1st Project
library(tidyverse) # Load ggplot2, dplyr, and all the other tidyverse packages
library(gapminder) # gapminder dataset
library(readr)
library(ggplot2)
library(here)
library(janitor)
library(htmltools)
library(stringi)
Country comparison Project :-
We will be comparing the life expectancy of various countries over the years
glimpse(gapminder)
## Rows: 1,704
## Columns: 6
## $ country <fct> "Afghanistan", "Afghanistan", "Afghanistan", "Afghanistan", …
## $ continent <fct> Asia, Asia, Asia, Asia, Asia, Asia, Asia, Asia, Asia, Asia, …
## $ year <int> 1952, 1957, 1962, 1967, 1972, 1977, 1982, 1987, 1992, 1997, …
## $ lifeExp <dbl> 28.801, 30.332, 31.997, 34.020, 36.088, 38.438, 39.854, 40.8…

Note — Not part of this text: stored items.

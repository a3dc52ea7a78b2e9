//! Game board state: cell grid, owned ships and attack history.

use alloc::string::String;
use alloc::vec::Vec;
use core::fmt::{self, Write};
use rand::Rng;

use crate::bitboard::BitBoard;
use crate::common::{AttackOutcome, BoardError, ShipId};
use crate::config::BOARD_SIZE;
use crate::ship::{Orientation, Ship, ShipType};

type BB = BitBoard<u128, BOARD_SIZE>;

/// State of a single grid cell.
#[derive(Debug, Clone, Copy, PartialEq, Eq, Default)]
#[cfg_attr(feature = "std", derive(serde::Serialize, serde::Deserialize))]
pub enum Cell {
    #[default]
    Empty,
    Ship,
    Hit,
    Miss,
}

impl Cell {
    fn symbol(&self, hide_ships: bool) -> char {
        match self {
            Cell::Empty => '~',
            Cell::Ship if hide_ships => '~',
            Cell::Ship => 'N',
            Cell::Hit => 'X',
            Cell::Miss => 'O',
        }
    }
}

/// A player's board. Ships are kept in placement order, which is also the
/// order attacks are checked against them.
#[derive(Clone, PartialEq, Eq)]
pub struct Board {
    grid: [[Cell; BOARD_SIZE]; BOARD_SIZE],
    ships: Vec<Ship>,
    attacks: BB,
    hits: BB,
}

impl Board {
    /// Create an empty board (no ships placed, nothing attacked).
    pub fn new() -> Self {
        Board {
            grid: [[Cell::Empty; BOARD_SIZE]; BOARD_SIZE],
            ships: Vec::new(),
            attacks: BB::new(),
            hits: BB::new(),
        }
    }

    pub fn size(&self) -> usize {
        BOARD_SIZE
    }

    /// State of the cell at (row, col), `None` off the board.
    pub fn cell(&self, row: usize, col: usize) -> Option<Cell> {
        self.grid.get(row).and_then(|r| r.get(col)).copied()
    }

    /// Ships in placement order.
    pub fn ships(&self) -> &[Ship] {
        &self.ships
    }

    pub fn ship(&self, id: ShipId) -> Option<&Ship> {
        self.ships.get(id)
    }

    pub fn has_ships(&self) -> bool {
        !self.ships.is_empty()
    }

    /// Every cell attacked so far.
    pub fn attacks(&self) -> BB {
        self.attacks
    }

    /// Attacked cells that struck a ship.
    pub fn hits(&self) -> BB {
        self.hits
    }

    pub fn is_attacked(&self, row: usize, col: usize) -> bool {
        self.attacks.contains((row, col))
    }

    /// Place `ship` with its first cell at (`row`, `col`), extending along
    /// `orientation`. Nothing changes unless every cell is free and on the
    /// board.
    pub fn add_ship(
        &mut self,
        mut ship: Ship,
        row: usize,
        col: usize,
        orientation: Orientation,
    ) -> Result<ShipId, BoardError> {
        let mut positions = Vec::with_capacity(ship.length());
        for i in 0..ship.length() {
            let (r, c) = orientation.step((row, col), i);
            if r >= BOARD_SIZE || c >= BOARD_SIZE {
                return Err(BoardError::OutOfBounds { row: r, col: c });
            }
            if self.grid[r][c] != Cell::Empty {
                return Err(BoardError::Collision { row: r, col: c });
            }
            positions.push((r, c));
        }

        ship.place(positions)?;
        for &(r, c) in ship.positions() {
            self.grid[r][c] = Cell::Ship;
        }
        self.ships.push(ship);
        Ok(self.ships.len() - 1)
    }

    /// Try up to `attempts` random origins and orientations for a ship of
    /// `ship_type`. Returns the last placement error when every try failed.
    pub fn place_randomly<R: Rng + ?Sized>(
        &mut self,
        ship_type: ShipType,
        rng: &mut R,
        attempts: usize,
    ) -> Result<ShipId, BoardError> {
        let mut last_err = BoardError::OutOfBounds {
            row: BOARD_SIZE,
            col: BOARD_SIZE,
        };
        for _ in 0..attempts {
            let row = rng.random_range(0..BOARD_SIZE);
            let col = rng.random_range(0..BOARD_SIZE);
            let orientation = if rng.random() {
                Orientation::Horizontal
            } else {
                Orientation::Vertical
            };
            match self.add_ship(Ship::from_type(ship_type), row, col, orientation) {
                Ok(id) => return Ok(id),
                Err(e) => last_err = e,
            }
        }
        Err(last_err)
    }

    /// Resolve an attack at (row, col).
    ///
    /// A repeated attack yields `AlreadyAttacked` and changes nothing.
    pub fn receive_attack(&mut self, row: usize, col: usize) -> Result<AttackOutcome, BoardError> {
        if !self.attacks.insert((row, col))? {
            return Ok(AttackOutcome::AlreadyAttacked);
        }

        for (id, ship) in self.ships.iter_mut().enumerate() {
            if ship.receive_attack((row, col)) {
                self.hits.insert((row, col))?;
                self.grid[row][col] = Cell::Hit;
                return Ok(AttackOutcome::Hit(id));
            }
        }

        self.grid[row][col] = Cell::Miss;
        Ok(AttackOutcome::Water)
    }

    /// Returns `true` when every owned ship is destroyed.
    pub fn all_ships_destroyed(&self) -> bool {
        self.ships.iter().all(Ship::is_destroyed)
    }

    /// Number of ships still afloat.
    pub fn ships_remaining(&self) -> usize {
        self.ships.iter().filter(|s| !s.is_destroyed()).count()
    }

    /// Fraction of attacks on this board that hit, `0.0` before any attack.
    pub fn accuracy(&self) -> f64 {
        let total = self.attacks.len();
        if total == 0 {
            0.0
        } else {
            self.hits.len() as f64 / total as f64
        }
    }

    /// Drop every ship and all attack history.
    pub fn clear(&mut self) {
        *self = Board::new();
    }

    /// Text grid with row and column headers. With `hide_ships` unhit ship
    /// cells are shown as water.
    pub fn render(&self, hide_ships: bool) -> String {
        let mut out = String::new();
        // writing into a String cannot fail
        let _ = self.write_grid(&mut out, hide_ships);
        out
    }

    fn write_grid<W: Write>(&self, out: &mut W, hide_ships: bool) -> fmt::Result {
        write!(out, "  ")?;
        for c in 0..BOARD_SIZE {
            write!(out, " {}", c)?;
        }
        writeln!(out)?;
        write!(out, "  ")?;
        for _ in 0..BOARD_SIZE * 2 + 1 {
            out.write_char('-')?;
        }
        for (r, row) in self.grid.iter().enumerate() {
            writeln!(out)?;
            write!(out, "{} |", r)?;
            for cell in row {
                write!(out, " {}", cell.symbol(hide_ships))?;
            }
        }
        Ok(())
    }
}

impl Default for Board {
    fn default() -> Self {
        Self::new()
    }
}

impl fmt::Display for Board {
    fn fmt(&self, f: &mut fmt::Formatter<'_>) -> fmt::Result {
        self.write_grid(f, false)
    }
}

impl fmt::Debug for Board {
    fn fmt(&self, f: &mut fmt::Formatter<'_>) -> fmt::Result {
        writeln!(
            f,
            "Board {{\n  attacks: {:?},\n  hits: {:?},\n  ships: {:?}\n}}",
            self.attacks, self.hits, self.ships
        )
    }
}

## $ pop <int> 8425333, 9240934, 10267083, 11537966, 13079460, 14880372, 12…
## $ gdpPercap <dbl> 779.4453, 820.8530, 853.1007, 836.1971, 739.9811, 786.1134, …

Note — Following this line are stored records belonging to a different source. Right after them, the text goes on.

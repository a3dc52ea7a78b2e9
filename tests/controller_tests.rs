use hawkins_battleship::events::{GameEvent, RecordingSink};
use hawkins_battleship::{
    BoardError, GameConfig, HumanPlayer, MatchController, MatchError, Orientation,
    PlacementStrategy, Player, ReportKind, Side, BOARD_SIZE, CLASSIC_FLEET,
};
use rand::rngs::SmallRng;
use rand::SeedableRng;

fn fixed_config() -> GameConfig {
    GameConfig {
        human_placement: PlacementStrategy::Fixed,
        ..GameConfig::default()
    }
}

/// Sweep the computer's board row by row until someone wins.
fn play_out(controller: &mut MatchController) {
    let cells = (0..BOARD_SIZE).flat_map(|r| (0..BOARD_SIZE).map(move |c| (r, c)));
    for (r, c) in cells {
        assert!(controller.is_player_turn());
        let report = controller.process_player_attack(r, c).unwrap();
        if report.game_over {
            return;
        }
        controller.switch_turn().unwrap();
        let reply = controller.process_computer_attack().unwrap();
        assert_ne!(reply.kind, ReportKind::NoTarget);
        if reply.game_over {
            return;
        }
        controller.switch_turn().unwrap();
    }
    panic!("a full sweep must end the match");
}

#[test]
fn test_initial_status() {
    let controller = MatchController::with_seed(&fixed_config(), 1).unwrap();
    let status = controller.get_game_status();
    assert_eq!(status, controller.get_game_status());
    assert_eq!(status.turn, 0);
    assert_eq!(status.current_player, "You");
    assert_eq!(status.player_ships_remaining, 5);
    assert_eq!(status.player_ships_total, 5);
    assert_eq!(status.computer_ships_remaining, 5);
    assert_eq!(status.computer_ships_total, 5);
    assert!(!status.finished);
    assert_eq!(status.winner, None);
    assert!(controller.is_player_turn());
    assert!(controller.end_of_match_summary().is_none());
}

#[test]
fn test_attack_positions() {
    let mut controller = MatchController::with_seed(&fixed_config(), 2).unwrap();
    assert!(controller.is_valid_attack_position(0, 0));
    assert!(!controller.is_valid_attack_position(10, 0));
    assert!(!controller.is_valid_attack_position(0, 10));

    assert_eq!(
        controller.process_player_attack(10, 0),
        Err(MatchError::Board(BoardError::OutOfBounds { row: 10, col: 0 }))
    );

    let report = controller.process_player_attack(0, 0).unwrap();
    assert_eq!(report.coord, Some((0, 0)));
    assert!(matches!(report.kind, ReportKind::Hit | ReportKind::Water));
    assert!(!controller.is_valid_attack_position(0, 0));
}

#[test]
fn test_out_of_turn() {
    let mut controller = MatchController::with_seed(&fixed_config(), 3).unwrap();
    assert_eq!(
        controller.process_computer_attack(),
        Err(MatchError::OutOfTurn)
    );
    controller.process_player_attack(4, 4).unwrap();
    controller.switch_turn().unwrap();
    assert!(!controller.is_player_turn());
    assert_eq!(
        controller.process_player_attack(5, 5),
        Err(MatchError::OutOfTurn)
    );

    let reply = controller.process_computer_attack().unwrap();
    let (r, c) = reply.coord.unwrap();
    assert!(controller.player().board().is_attacked(r, c));
    assert_eq!(controller.get_game_status().current_player, "Computer");
}

#[test]
fn test_repeated_attack_message() {
    let mut controller = MatchController::with_seed(&fixed_config(), 4).unwrap();
    controller.process_player_attack(2, 2).unwrap();
    controller.switch_turn().unwrap();
    controller.process_computer_attack().unwrap();
    controller.switch_turn().unwrap();

    let report = controller.process_player_attack(2, 2).unwrap();
    assert_eq!(report.kind, ReportKind::AlreadyAttacked);
    assert_eq!(report.message, "You already attacked this position!");
}

#[test]
fn test_full_match_and_summary() {
    for seed in [10, 11, 12] {
        let mut controller = MatchController::with_seed(&fixed_config(), seed).unwrap();
        play_out(&mut controller);

        assert!(controller.finished());
        let winner = controller.winner().unwrap();
        let status = controller.get_game_status();
        assert!(status.finished);

        let summary = controller.end_of_match_summary().unwrap();
        assert_eq!(summary.player_name, "You");
        assert_eq!(summary.won, winner == Side::One);
        assert_eq!(summary.turns, status.turn);
        assert_eq!(summary.ships_remaining, status.player_ships_remaining);
        assert_eq!(summary.ships_destroyed, 5 - status.computer_ships_remaining);
        assert!((0.0..=1.0).contains(&summary.accuracy));
        if summary.won {
            assert_eq!(summary.ships_destroyed, 5);
            assert_eq!(status.winner.as_deref(), Some("You"));
        } else {
            assert_eq!(summary.ships_remaining, 0);
            assert_eq!(status.winner.as_deref(), Some("Computer"));
        }

        let after = controller.process_player_attack(9, 9).unwrap();
        assert_eq!(after.kind, ReportKind::MatchOver);
        assert!(after.game_over);
        let after = controller.process_computer_attack().unwrap();
        assert_eq!(after.kind, ReportKind::MatchOver);
    }
}

#[test]
fn test_same_seed_same_match() {
    let mut a = MatchController::with_seed(&GameConfig::default(), 99).unwrap();
    let mut b = MatchController::with_seed(&GameConfig::default(), 99).unwrap();
    assert_eq!(a.player().board(), b.player().board());
    assert_eq!(a.computer().board(), b.computer().board());
    play_out(&mut a);
    play_out(&mut b);
    assert_eq!(a.game().history(), b.game().history());
    assert_eq!(a.end_of_match_summary(), b.end_of_match_summary());
}

#[test]
fn test_prepared_human_board_is_kept() {
    let mut human = HumanPlayer::new(
        "Eleven",
        &CLASSIC_FLEET,
        PlacementStrategy::Random,
        SmallRng::seed_from_u64(1),
    );
    for (i, &def) in CLASSIC_FLEET.iter().enumerate() {
        human.place_ship(def, 0, 2 * i, Orientation::Vertical).unwrap();
    }
    let layout = human.board().clone();

    let controller =
        MatchController::new(&GameConfig::default(), Some(human), SmallRng::seed_from_u64(2)).unwrap();
    assert_eq!(controller.player().board(), &layout);
    assert_eq!(controller.player().name(), "Eleven");
}

#[test]
fn test_unplaceable_fleet_refuses_to_start() {
    let config = GameConfig {
        human_placement: PlacementStrategy::Fixed,
        placement_attempts: 0,
        ..GameConfig::default()
    };
    let sink = RecordingSink::new();
    let result =
        MatchController::with_events(&config, None, SmallRng::seed_from_u64(5), sink.clone());
    let err = result.err().expect("start must fail");
    assert_eq!(
        err,
        MatchError::IncompleteFleet {
            player: "Computer".to_string(),
            unplaced: 5
        }
    );

    let failures = sink
        .events()
        .into_iter()
        .filter(|e| matches!(e, GameEvent::PlacementFailed { player, .. } if player == "Computer"))
        .count();
    assert_eq!(failures, 5);
}

#[test]
fn test_partial_fleet_allowed_when_configured() {
    let config = GameConfig {
        human_placement: PlacementStrategy::Fixed,
        placement_attempts: 0,
        require_full_fleet: false,
        ..GameConfig::default()
    };
    let mut controller = MatchController::with_seed(&config, 6).unwrap();
    assert!(!controller.computer().board().has_ships());

    // no enemy ships means the first shot wins
    let report = controller.process_player_attack(0, 0).unwrap();
    assert!(report.game_over);
    assert_eq!(report.message, "YOU WIN! You destroyed every enemy ship!");
    assert_eq!(controller.winner(), Some(Side::One));
}

fn lone_destroyer() -> HumanPlayer {
    let mut human = HumanPlayer::new(
        "Eleven",
        &CLASSIC_FLEET,
        PlacementStrategy::Random,
        SmallRng::seed_from_u64(8),
    );
    human
        .place_ship(CLASSIC_FLEET[4], 0, 0, Orientation::Horizontal)
        .unwrap();
    human
}

#[test]
fn test_partial_prepared_fleet_refuses_to_start() {
    let result = MatchController::new(
        &GameConfig::default(),
        Some(lone_destroyer()),
        SmallRng::seed_from_u64(9),
    );
    let err = result.err().expect("start must fail");
    assert_eq!(
        err,
        MatchError::IncompleteFleet {
            player: "Eleven".to_string(),
            unplaced: 4
        }
    );
}

#[test]
fn test_partial_prepared_fleet_allowed_when_configured() {
    let config = GameConfig {
        require_full_fleet: false,
        ..GameConfig::default()
    };
    let controller =
        MatchController::new(&config, Some(lone_destroyer()), SmallRng::seed_from_u64(9)).unwrap();
    let status = controller.get_game_status();
    assert_eq!(status.player_ships_total, 1);
    assert_eq!(status.computer_ships_total, 5);
}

head(gapminder, 20) # look at the first 20 rows of the dataframe
## # A tibble: 20 × 6
## country continent year lifeExp pop gdpPercap
## <fct> <fct> <int> <dbl> <int> <dbl>
## 1 Afghanistan Asia 1952 28.8 8425333 779.
## 2 Afghanistan Asia 1957 30.3 9240934 821.
## 3 Afghanistan Asia 1962 32.0 10267083 853.
## 4 Afghanistan Asia 1967 34.0 11537966 836.
## 5 Afghanistan Asia 1972 36.1 13079460 740.
## 6 Afghanistan Asia 1977 38.4 14880372 786.
## 7 Afghanistan Asia 1982 39.9 12881816 978.
## 8 Afghanistan Asia 1987 40.8 13867957 852.
## 9 Afghanistan Asia 1992 41.7 16317921 649.
## 10 Afghanistan Asia 1997 41.8 22227415 635.
## 11 Afghanistan Asia 2002 42.1 25268405 727.
## 12 Afghanistan Asia 2007 43.8 31889923 975.
## 13 Albania Europe 1952 55.2 1282697 1601.
## 14 Albania Europe 1957 59.3 1476505 1942.
## 15 Albania Europe 1962 64.8 1728137 2313.
## 16 Albania Europe 1967 66.2 1984060 2760.
## 17 Albania Europe 1972 67.7 2263554 3313.
## 18 Albania Europe 1977 68.9 2509048 3533.
## 19 Albania Europe 1982 70.4 2780097 3631.
## 20 Albania Europe 1987 72 3075321 3739.
country_data <- gapminder %>%
filter(country == "India") # just choosing Greece, as this is where I come from
continent_data <- gapminder %>%
filter(continent == "Asia")
plot1 <- ggplot(continent_data, mapping = aes(x = year, y = lifeExp))+
geom_col() +
geom_smooth(se = FALSE)+
NULL
plot1 <- plot1 +
labs(title = "Change in Life Expectancy over the years in India ",
x = "Year",
y = "Life Expectancy") +
NULL
ggplot(gapminder, mapping = aes(x = year , y =lifeExp, colour= country, group =country))+
geom_point() +
geom_smooth(se = FALSE) +
NULL
## `geom_smooth()` using method = 'loess' and formula 'y ~ x'

ggplot(data = gapminder , mapping = aes(x = year , y = lifeExp , colour= continent))+
geom_point()+
geom_smooth(se = FALSE) +
scale_y_log10()+
facet_wrap(~continent) +
theme(legend.position="none") + #remove all legends
NULL
## `geom_smooth()` using method = 'loess' and formula 'y ~ x'

Life Expectancy since 1952 has increased across all the continents. However, the life expectancy in Africa remained almost the same post 1990 with one outlier in 1991. For rest of the continents, the life expectancy has increased since 1952 though we can see lot of outliers in Asia and Europe.